In Wien sei die Bildungsexpansion noch dynamischer gewesen, schreiben die Autoren. Daher sei die Wiener Bevölkerung heute noch deutlich besser gebildet als der Bundesdurchschnitt; vor allem die Maturanten: Österreichweit verfügen 14,5 % über einen Maturaabschluss, in Wien sind es 21,5 %.
Das Datenbild speziell für die Frauen sieht laut Studie folgendermaßen aus: Der Anteil der Pflichtschul-Absolventinnen sank von 61,7 % (1981) auf 31,1 % (2010).

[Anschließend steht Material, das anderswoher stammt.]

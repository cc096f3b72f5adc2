// Engine lifecycle tests driven through the offline software device.
// Time only moves when a test renders frames, so every check is exact.

use ambient_core::*;
use instant::Instant;
use pollster::block_on;
use std::time::Duration;

const STEP_SEC: f64 = 0.025; // one scheduler period of device time
const DEFAULT_VOLUME: f32 = ambient_core::constants::DEFAULT_MASTER_VOLUME;

fn make_engine(offline: OfflineConfig) -> AmbientEngine<OfflineHost> {
    let config = AmbientConfig {
        seed: Some(7),
        ..AmbientConfig::default()
    };
    AmbientEngine::new(OfflineHost::new(offline), config).expect("default config is valid")
}

fn started_engine() -> (AmbientEngine<OfflineHost>, SoftwareDevice) {
    let mut engine = make_engine(OfflineConfig::default());
    block_on(engine.start()).expect("offline start");
    let device = engine.device().expect("device opened by start").clone();
    (engine, device)
}

/// Render `seconds` of audio, running one scheduler pass per period like the
/// host loop would.
fn run_for(engine: &mut AmbientEngine<OfflineHost>, device: &SoftwareDevice, seconds: f64) {
    let steps = (seconds / STEP_SEC).round() as usize;
    for _ in 0..steps {
        device.render_seconds(STEP_SEC);
        engine.tick();
    }
}

fn close(a: f32, b: f32) -> bool {
    (a - b).abs() < 1e-3
}

#[test]
fn stop_without_start_is_harmless() {
    let mut engine = make_engine(OfflineConfig::default());
    engine.stop();
    engine.stop();
    assert!(!engine.is_playing());
    assert!(engine.device().is_none());
    assert_eq!(engine.next_deadline(), None);
}

#[test]
fn set_volume_before_init_is_ignored() {
    let mut engine = make_engine(OfflineConfig::default());
    engine.set_volume(0.1, 2.0);
    assert!(engine.master_value().is_none());
    assert_eq!(engine.host().opened(), 0);
}

#[test]
fn init_is_idempotent_and_sets_default_volume() {
    let mut engine = make_engine(OfflineConfig::default());
    engine.init().unwrap();
    engine.init().unwrap();
    assert_eq!(engine.host().opened(), 1);
    assert_eq!(engine.master_value(), Some(DEFAULT_VOLUME));
    assert!(!engine.is_playing());
}

#[test]
fn double_start_keeps_a_single_noise_voice() {
    let (mut engine, device) = started_engine();
    block_on(engine.start()).unwrap();
    assert!(engine.is_playing());
    assert_eq!(device.active_noise_voices(), 1);
    assert_eq!(device.notes_scheduled(), 1);
    assert_eq!(engine.host().opened(), 1);
}

#[test]
fn start_fades_in_from_silence() {
    let (_engine, device) = started_engine();
    assert_eq!(device.master_value(), Some(0.0));
    device.render_seconds(0.25);
    assert!(close(device.master_value().unwrap(), 0.25));
    device.render_seconds(0.25);
    assert!(close(device.master_value().unwrap(), DEFAULT_VOLUME));
    device.render_seconds(1.0);
    assert!(close(device.master_value().unwrap(), DEFAULT_VOLUME));
}

#[test]
fn noise_is_audible_once_faded_in() {
    let (_engine, device) = started_engine();
    let out = device.render_seconds(1.0);
    let tail = &out[out.len() / 2..];
    let rms = (tail.iter().map(|s| s * s).sum::<f32>() / tail.len() as f32).sqrt();
    assert!(rms > 1e-4, "noise bed silent: rms {rms}");
}

#[test]
fn first_note_is_scheduled_at_start_time() {
    let mut engine = make_engine(OfflineConfig::default());
    engine.init().unwrap();
    let device = engine.device().unwrap().clone();
    device.render_seconds(3.0);
    let t0 = device.current_time();

    block_on(engine.start()).unwrap();
    let first = device.last_note_start().expect("a note right away");
    assert!(first >= t0 && first <= t0 + 0.1, "first note at {first}, start at {t0}");
    let gap = engine.next_note_time() - first;
    assert!((2.0..=6.0).contains(&gap), "gap {gap}");
}

#[test]
fn consecutive_notes_are_two_to_six_seconds_apart() {
    let (mut engine, device) = started_engine();
    let mut starts = vec![device.last_note_start().unwrap()];
    for _ in 0..(120.0 / STEP_SEC) as usize {
        device.render_seconds(STEP_SEC);
        engine.tick();
        let last = device.last_note_start().unwrap();
        if last != *starts.last().unwrap() {
            starts.push(last);
        }
    }
    assert!(starts.len() >= 20, "only {} notes in two minutes", starts.len());
    assert_eq!(starts.len(), device.notes_scheduled());
    for pair in starts.windows(2) {
        let gap = pair[1] - pair[0];
        assert!((2.0..=6.0).contains(&gap), "gap {gap}");
    }
}

#[test]
fn notes_are_issued_ahead_of_their_start() {
    let (mut engine, device) = started_engine();
    for _ in 0..(60.0 / STEP_SEC) as usize {
        device.render_seconds(STEP_SEC);
        let before = device.notes_scheduled();
        engine.tick();
        if device.notes_scheduled() > before {
            let now = device.current_time();
            let start = device.last_note_start().unwrap();
            assert!(start >= now && start < now + 0.1, "note at {start}, now {now}");
        }
    }
}

#[test]
fn nothing_is_scheduled_after_stop() {
    let (mut engine, device) = started_engine();
    run_for(&mut engine, &device, 10.0);
    engine.stop();
    assert_eq!(engine.next_deadline(), None);

    let count = device.notes_scheduled();
    let base = Instant::now();
    for k in 1..=40u32 {
        device.render_seconds(STEP_SEC);
        assert_eq!(engine.poll(base + Duration::from_millis(25) * k), 0);
        assert_eq!(engine.tick(), 0);
    }
    assert_eq!(device.notes_scheduled(), count);
}

#[test]
fn stop_releases_noise_but_lets_notes_ring_out() {
    let (mut engine, device) = started_engine();
    device.render_seconds(0.01);
    engine.stop();
    assert!(!engine.is_playing());
    assert_eq!(device.active_noise_voices(), 0);
    // The first note was already handed over and keeps decaying.
    assert_eq!(device.active_notes(), 1);
    device.render_seconds(6.0);
    assert_eq!(device.active_notes(), 0);
}

#[test]
fn restart_after_stop_resets_cursor_and_reuses_device() {
    let (mut engine, device) = started_engine();
    device.render_seconds(0.01);
    engine.stop();
    engine.stop();
    device.render_seconds(30.0);

    block_on(engine.start()).unwrap();
    let now = device.current_time();
    assert_eq!(device.last_note_start(), Some(now));
    assert!(engine.next_note_time() >= now + 2.0);
    assert_eq!(device.active_noise_voices(), 1);
    assert_eq!(engine.host().opened(), 1);
    // No catch-up burst for the 30 s spent stopped.
    assert_eq!(device.notes_scheduled(), 2);
}

#[test]
fn poll_runs_the_scheduler_on_its_cadence() {
    let (mut engine, _device) = started_engine();
    let due = engine.next_deadline().expect("armed by start");
    engine.poll(due - Duration::from_millis(1));
    assert_eq!(engine.next_deadline(), Some(due));
    engine.poll(due);
    assert_eq!(engine.next_deadline(), Some(due + engine.poll_interval()));
}

#[test]
fn dimming_mid_playback_reaches_target_without_reverting() {
    let (mut engine, device) = started_engine();
    run_for(&mut engine, &device, 1.0);
    assert!(close(device.master_value().unwrap(), DEFAULT_VOLUME));

    engine.set_volume(0.1, 2.0);
    let mut prev = device.master_value().unwrap();
    for _ in 0..(2.0 / STEP_SEC).round() as usize {
        device.render_seconds(STEP_SEC);
        engine.tick();
        let v = device.master_value().unwrap();
        assert!(v <= prev + 1e-6, "volume rose from {prev} to {v}");
        prev = v;
    }
    assert!(close(device.master_value().unwrap(), 0.1));
    run_for(&mut engine, &device, 1.0);
    assert!(close(device.master_value().unwrap(), 0.1));
}

#[test]
fn rapid_volume_changes_converge_on_the_last_one() {
    let (mut engine, device) = started_engine();
    device.render_seconds(1.0);
    engine.set_volume(1.0, 1.0);
    engine.set_volume(0.2, 1.0);
    let mut prev = device.master_value().unwrap();
    for _ in 0..60 {
        device.render_seconds(0.025);
        let v = device.master_value().unwrap();
        assert!(v <= prev + 1e-6, "moved back towards the first target");
        prev = v;
    }
    assert!(close(prev, 0.2));
}

#[test]
fn volume_can_change_while_stopped() {
    let (mut engine, device) = started_engine();
    engine.stop();
    engine.set_volume(0.3, 0.0);
    assert!(close(device.master_value().unwrap(), 0.3));
}

#[test]
fn unavailable_device_fails_fast_and_can_retry() {
    let mut engine = make_engine(OfflineConfig {
        unavailable: true,
        ..OfflineConfig::default()
    });
    let err = block_on(engine.start()).unwrap_err();
    assert!(matches!(err, EngineError::DeviceUnavailable(_)));
    assert!(!engine.is_playing());
    assert!(engine.device().is_none());
    engine.stop();

    engine.host_mut().set_unavailable(false);
    block_on(engine.start()).unwrap();
    assert!(engine.is_playing());
}

#[test]
fn suspended_device_is_resumed_by_start() {
    let mut engine = make_engine(OfflineConfig {
        start_suspended: true,
        ..OfflineConfig::default()
    });
    engine.init().unwrap();
    assert_eq!(engine.device().unwrap().state(), DeviceState::Suspended);
    block_on(engine.start()).unwrap();
    assert!(engine.is_playing());
    assert_eq!(engine.device().unwrap().state(), DeviceState::Running);
}

#[test]
fn refused_resume_is_reported_and_retryable() {
    let mut engine = make_engine(OfflineConfig {
        start_suspended: true,
        refuse_resume: true,
        ..OfflineConfig::default()
    });
    let err = block_on(engine.start()).unwrap_err();
    assert!(matches!(err, EngineError::ResumeRefused(_)));
    assert!(!engine.is_playing());
    let device = engine.device().unwrap().clone();
    assert_eq!(device.active_noise_voices(), 0);
    assert_eq!(engine.next_deadline(), None);

    // A later user gesture lets the host resume.
    device.set_resume_allowed(true);
    block_on(engine.start()).unwrap();
    assert!(engine.is_playing());
    assert_eq!(device.active_noise_voices(), 1);
}

#[test]
fn finish_start_requires_a_running_device() {
    let mut engine = make_engine(OfflineConfig {
        start_suspended: true,
        ..OfflineConfig::default()
    });
    engine.init().unwrap();
    assert!(matches!(
        engine.finish_start(),
        Err(EngineError::ResumeRefused(_))
    ));
    assert!(!engine.is_playing());

    let resume = engine.prepare_start().unwrap().expect("suspended device needs a resume");
    block_on(resume).unwrap();
    engine.finish_start().unwrap();
    assert!(engine.is_playing());
    assert!(engine.prepare_start().unwrap().is_none());
}

#[test]
fn soothing_only_happens_while_playing() {
    let mut engine = make_engine(OfflineConfig::default());
    assert!(!engine.soothe_if_anxious("I had a nightmare"));

    block_on(engine.start()).unwrap();
    let device = engine.device().unwrap().clone();
    device.render_seconds(1.0);
    assert!(!engine.soothe_if_anxious("a quiet walk by the lake"));
    assert!(close(device.master_value().unwrap(), DEFAULT_VOLUME));

    assert!(engine.soothe_if_anxious("我好害怕"));
    device.render_seconds(2.0);
    assert!(close(device.master_value().unwrap(), 0.1));

    engine.stop();
    assert!(!engine.soothe_if_anxious("panic"));
}

#[test]
fn restart_restores_default_volume_after_soothing() {
    let (mut engine, device) = started_engine();
    device.render_seconds(1.0);
    engine.soothe_if_anxious("so much stress");
    device.render_seconds(2.0);
    engine.stop();
    block_on(engine.start()).unwrap();
    device.render_seconds(0.5);
    assert!(close(device.master_value().unwrap(), DEFAULT_VOLUME));
}

#[test]
fn invalid_config_is_rejected_at_construction() {
    let mut config = AmbientConfig::default();
    config.scheduler.schedule_ahead_sec = 0.0;
    assert!(matches!(
        AmbientEngine::new(OfflineHost::default(), config),
        Err(EngineError::InvalidConfig(_))
    ));
}

#[test]
fn stop_right_after_finish_start_rolls_back_cleanly() {
    // A host that cannot set up its poll timer backs out this way.
    let mut engine = make_engine(OfflineConfig::default());
    assert!(engine.prepare_start().unwrap().is_none());
    engine.finish_start().unwrap();
    engine.stop();

    let device = engine.device().unwrap().clone();
    assert!(!engine.is_playing());
    assert_eq!(device.active_noise_voices(), 0);
    assert_eq!(engine.next_deadline(), None);
    assert_eq!(engine.poll(Instant::now() + Duration::from_secs(1)), 0);

    device.render_seconds(1.0);
    block_on(engine.start()).unwrap();
    assert!(engine.is_playing());
    assert_eq!(device.active_noise_voices(), 1);
    assert!(engine.next_deadline().is_some());
}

Eine Matura oder einen Hochschulabschluss besaßen vor rund 30 Jahren nur 8,4 % der Frauen, nunmehr sind es 26,3 %. Damit überholten Frauen mit Matura oder Hochschulabschuss 2010 erstmals knapp die Männer, von denen durchschnittlich 25,5 % über eine solche Ausbildung verfügten.

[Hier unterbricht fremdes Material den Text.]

// ---------------- Native audio (cpal) ----------------
//
// The default output device wraps a `SoftwareDevice`; the cpal callback pulls
// mono frames from it and fans them out to every channel.

use ambient_core::{
    AudioDevice, AudioHost, DeviceState, EngineError, NoiseBed, NoteEvent, SoftwareDevice,
    SoftwareGain, SoftwareSource,
};
use cpal::traits::{DeviceTrait, HostTrait, StreamTrait};
use std::future::{ready, Ready};

#[derive(Default)]
pub struct CpalHost;

impl AudioHost for CpalHost {
    type Device = CpalDevice;

    fn open(&mut self) -> Result<CpalDevice, EngineError> {
        let host = cpal::default_host();
        let device = host
            .default_output_device()
            .ok_or_else(|| EngineError::DeviceUnavailable("no default output device".into()))?;
        let supported = device
            .default_output_config()
            .map_err(|e| EngineError::DeviceUnavailable(e.to_string()))?;
        let sample_rate = supported.sample_rate().0 as f32;
        let format = supported.sample_format();
        let config: cpal::StreamConfig = supported.into();

        // Held suspended until the engine asks to resume, like a fresh AudioContext.
        let software = SoftwareDevice::new(sample_rate, DeviceState::Suspended);
        let stream = match format {
            cpal::SampleFormat::F32 => build_stream::<f32>(&device, &config, software.clone()),
            cpal::SampleFormat::I16 => build_stream::<i16>(&device, &config, software.clone()),
            cpal::SampleFormat::U16 => build_stream::<u16>(&device, &config, software.clone()),
            other => {
                return Err(EngineError::DeviceUnavailable(format!(
                    "unsupported sample format {other:?}"
                )))
            }
        }
        .map_err(|e| EngineError::DeviceUnavailable(e.to_string()))?;
        if let Err(e) = stream.pause() {
            log::debug!("stream pause after build: {e}");
        }

        log::info!(
            "output: {} ({} Hz, {} ch, {:?})",
            device.name().unwrap_or_else(|_| "unknown".into()),
            sample_rate,
            config.channels,
            format
        );
        Ok(CpalDevice { software, stream })
    }
}

pub struct CpalDevice {
    software: SoftwareDevice,
    stream: cpal::Stream,
}

impl AudioDevice for CpalDevice {
    type Gain = SoftwareGain;
    type Source = SoftwareSource;
    type Resume = Ready<Result<(), EngineError>>;

    fn current_time(&self) -> f64 {
        self.software.current_time()
    }

    fn sample_rate(&self) -> f32 {
        self.software.sample_rate()
    }

    fn state(&self) -> DeviceState {
        self.software.state()
    }

    fn resume(&self) -> Self::Resume {
        if self.software.state() == DeviceState::Running {
            return ready(Ok(()));
        }
        match self.stream.play() {
            Ok(()) => {
                self.software.set_state(DeviceState::Running);
                ready(Ok(()))
            }
            Err(e) => ready(Err(EngineError::ResumeRefused(e.to_string()))),
        }
    }

    fn create_master(&mut self, initial: f32) -> Result<SoftwareGain, EngineError> {
        self.software.create_master(initial)
    }

    fn play_noise(&mut self, bed: &NoiseBed, into: &SoftwareGain) -> Result<SoftwareSource, EngineError> {
        self.software.play_noise(bed, into)
    }

    fn play_note(&mut self, note: &NoteEvent, into: &SoftwareGain) -> Result<(), EngineError> {
        self.software.play_note(note, into)
    }
}

fn build_stream<T>(
    device: &cpal::Device,
    config: &cpal::StreamConfig,
    software: SoftwareDevice,
) -> Result<cpal::Stream, cpal::BuildStreamError>
where
    T: cpal::SizedSample + cpal::FromSample<f32>,
{
    let channels = (config.channels as usize).max(1);
    let mut mono: Vec<f32> = Vec::new();
    device.build_output_stream(
        config,
        move |data: &mut [T], _: &cpal::OutputCallbackInfo| {
            mono.resize(data.len() / channels, 0.0);
            software.render(&mut mono);
            for (frame, &s) in data.chunks_mut(channels).zip(mono.iter()) {
                let v = T::from_sample(s.clamp(-1.0, 1.0));
                for out in frame.iter_mut() {
                    *out = v;
                }
            }
        },
        |err| log::error!("audio stream error: {err}"),
        None,
    )
}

Ein weniger positives Bild ergibt sich bei der Frage nach Lehrbildung: Die Lehre bleibt männerdominiert, weil 46,2 % der Männer, aber nur 25,3 % der Frauen (in 2010) über einen Lehrabschluss verfügen. Die Autoren vermerken, dass selbst der höhere Frauenanteil bei den berufsbildenden mittleren Schulen (17,4 % gegenüber 8,4 % bei den Männern) den Unterschied im mittleren Bereich (also Lehre und BMS zusammen) nicht wettmacht. Allerdings ergibt sich in Wien eine ausgewogenere Bildungsverteilung zwischen den Geschlechtern, bei den Lehrabschlüssen ist der Unterschied merklich geringer als in Österreich gesamt: Frauen 19,0 % zu Männer 34,1 % und im Vergleich dazu Wien mit 25,3 % der Frauen und 46,2 % der Männer.

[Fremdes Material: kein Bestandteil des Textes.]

//! Tuning constants for the ambient engine.
//!
//! These are the defaults behind [`crate::AmbientConfig`]; the config is what
//! the engine actually reads at runtime.

// Master bus
pub const DEFAULT_MASTER_VOLUME: f32 = 0.5;
pub const START_FADE_SEC: f64 = 0.5; // fade-in applied by start()

// Noise bed
pub const NOISE_BUFFER_SEC: f32 = 2.0; // looped, so short is fine
pub const NOISE_LOWPASS_HZ: f32 = 400.0; // well below the melody range
pub const NOISE_TRIM_GAIN: f32 = 0.05;
pub const MAX_NOISE_BUFFER_SEC: f32 = 60.0;

// Notes
pub const ROOT_MIDI: i32 = 60; // C4
/// C major pentatonic over one and a half octaves (semitones above the root).
pub const PENTATONIC_DEGREES: [i32; 8] = [0, 2, 4, 7, 9, 12, 14, 16];
pub const NOTE_PEAK_GAIN: f32 = 0.1;
pub const NOTE_ATTACK_SEC: f64 = 2.0;
pub const NOTE_RELEASE_SEC: f64 = 4.0;
pub const NOTE_FLOOR_GAIN: f32 = 0.001; // exponential ramps cannot reach 0
pub const OCTAVE_DROP_PROBABILITY: f32 = 0.3;
pub const MIN_NOTE_GAP_SEC: f64 = 2.0;
pub const MAX_NOTE_GAP_SEC: f64 = 6.0;

// Scheduler
pub const SCHEDULE_AHEAD_SEC: f64 = 0.1;
pub const POLL_INTERVAL_MS: u64 = 25;
pub const MAX_SCHEDULE_AHEAD_SEC: f64 = 5.0;

// Soothing response to anxious text
pub const SOOTHE_VOLUME: f32 = 0.1;
pub const SOOTHE_RAMP_SEC: f64 = 2.0;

Die historisch positive Entwicklung setzt sich nicht in der Erwerbstätigkeit fort. Wobei der Blick auf Österreich Unterschiede zwischen Hauptstadt und Umland zeigt. Die Autoren schreiben: „Obwohl der Bildungsgrad in der Hauptstadt überdurchschnittlich ist, liegt die Erwerbstätigen-Quote deutlich unter dem Durchschnitt. Das gilt für Frauen und Männer gleichermaßen. So lag 2011 die Quote bei den Männern mit 72,3 % 5,5 Prozentpunkte unter dem Bundesschnitt, bei den Frauen betrug der Abstand drei Prozentpunkte (Frauenerwerbsquote Wien: 63,5 %).“
Fazit
Was läuft also schief in einem Land, in dem der besagte dramatisch gewachsene Bildungsstand der Bevölkerung vor allem darauf zurückzuführen ist, dass Frauen besser ausgebildet wurden? Es scheint, als sei eine Phase eins – Frauen zu bilden, bedeutet Gesellschaft zu bilden – abgeschlossen und es bedürfe einer Phase zwei. So wie in Phase eins muss auch die Gesellschaft in diesem Abschnitt unterstützen. War es die Ermöglichung eines Zugangs zur Bildung, so ist es nun Arbeiten in Netzwerken mit stärkerer Gruppenbildung (new work). Das könnte die aktuelle Situation für Frauen auflösen: In einer von Isolation geprägten Gesellschaft wird Frauen ihr Leben schwer gemacht. Durch die Wendung der Gesellschaft zum digitalen und damit kollaborativen Arbeiten könnte ein Rahmen gegeben sein, in dem das möglich wird.